La Corse a déjà vécu des situations bien pires notamment lorsque les deux factions clandestines se faisaient la guerre. Mais là, il s’agit d’une malheureuse jeune fille qui a eu le malheur d'emprunter la voiture de son compagnon et d’avoir affaire à de ces jeunes voyous qui aujourd’hui suppriment des vies pour deux francs six sous. C’est justement des périodes comme celle que nous vivons qui sont les plus traumatisantes pour la population. Car chacun peut se projeter dans le drame de la victime et de sa famille.
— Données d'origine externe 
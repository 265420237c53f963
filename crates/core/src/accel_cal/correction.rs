//! Accelerometer offset/scale correction
//!
//! The result of a successful calibration, and the form in which it is
//! persisted and applied to raw readings.

use nalgebra::Vector3;

/// Per-axis accelerometer correction
#[derive(Debug, Clone, Copy, PartialEq)]
pub struct AccelCorrection {
    /// Accelerometer offset (m/s²)
    /// Subtracted from raw readings before scaling
    pub offset: Vector3<f32>,

    /// Accelerometer scale factors (dimensionless)
    /// Applied after offset removal (typically near 1.0)
    pub scale: Vector3<f32>,
}

impl Default for AccelCorrection {
    /// Identity correction: zero offset, unit scale
    fn default() -> Self {
        Self {
            offset: Vector3::zeros(),
            scale: Vector3::new(1.0, 1.0, 1.0),
        }
    }
}

impl AccelCorrection {
    /// Apply the correction to a raw reading
    ///
    /// # Formula
    ///
    /// ```text
    /// corrected = (raw - offset) .* scale
    /// ```
    /// where `.*` is element-wise multiplication
    pub fn apply(&self, raw: Vector3<f32>) -> Vector3<f32> {
        (raw - self.offset).component_mul(&self.scale)
    }

    /// Check whether this differs from the identity correction
    ///
    /// Heuristic only; says nothing about calibration quality.
    pub fn is_calibrated(&self) -> bool {
        let offset_nonzero = self.offset.norm() > 0.01;
        let scale_non_unit = (self.scale - Vector3::new(1.0, 1.0, 1.0)).norm() > 0.001;
        offset_nonzero || scale_non_unit
    }

    /// Check that every component is finite
    pub fn is_finite(&self) -> bool {
        self.offset.iter().chain(self.scale.iter()).all(|v| v.is_finite())
    }
}

#[cfg(test)]
mod tests {
    use super::*;

    const EPSILON: f32 = 1e-5;

    #[test]
    fn test_default_is_identity() {
        let correction = AccelCorrection::default();
        let raw = Vector3::new(0.3, -9.7, 1.2);
        assert_eq!(correction.apply(raw), raw);
        assert!(!correction.is_calibrated());
    }

    #[test]
    fn test_apply_offset_then_scale() {
        let correction = AccelCorrection {
            offset: Vector3::new(0.1, -0.05, 0.02),
            scale: Vector3::new(1.01, 0.99, 1.02),
        };

        let calibrated = correction.apply(Vector3::new(1.0, 2.0, 9.81));

        // Expected: (1.0 - 0.1) * 1.01, (2.0 - (-0.05)) * 0.99, (9.81 - 0.02) * 1.02
        assert!((calibrated.x - 0.909).abs() < EPSILON);
        assert!((calibrated.y - 2.0295).abs() < EPSILON);
        assert!((calibrated.z - 9.9858).abs() < 1e-4);
    }

    #[test]
    fn test_is_calibrated_detects_scale_only() {
        let correction = AccelCorrection {
            scale: Vector3::new(1.0, 1.05, 1.0),
            ..Default::default()
        };
        assert!(correction.is_calibrated());
    }

    #[test]
    fn test_is_finite() {
        let mut correction = AccelCorrection::default();
        assert!(correction.is_finite());
        correction.offset.y = f32::NAN;
        assert!(!correction.is_finite());
    }
}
Mais ne nous faisons pas d’illusions : toutes les protestations, toutes les indignations ne serviront pas à grand-chose tant que les braves gens n’accepteront pas de faire leur travail de parents, de voisins, de citoyens. Il ne se passera rien tant que l’autorité régalienne, celle de la police, de la gendarmerie et de la justice ne pourront œuvrer sans être entravée par les protestations à la moindre arrestation, les pressions, etc. Sommes-nous, nous les Corses, prêts à accepter les termes d'un tel contrat social ? Sommes-nous prêts à renoncer à nos amitiés avec toute personne « défavorablement connue des services de police » anciens clandestins compris puisqu’eux aussi seront impitoyablement frappés par la verge judiciaire ? Les deux fondateurs des collectifs antimafia sont-ils prêts à rompre définitivement avec les divers délinquants qui peuplent leur propre famille, à tourner le dos à leurs anciens amis voir à les dénoncer ? Pour ma part, je n'en ai ni le goût ni le courage. Pour le pire et pour le meilleur, notre culture est faite de cette pernicieuse promiscuité. Et puis au fond, je veux pouvoir disposer de cette ultime liberté qui consiste à aimer d’amour et d’amitié qui me plaît quitte à en payer le prix. Pour autant je ne m’opposerais jamais au travail de la police et de la justice. Et si je le juge bon je témoignerai contre une crapule. Sans problème.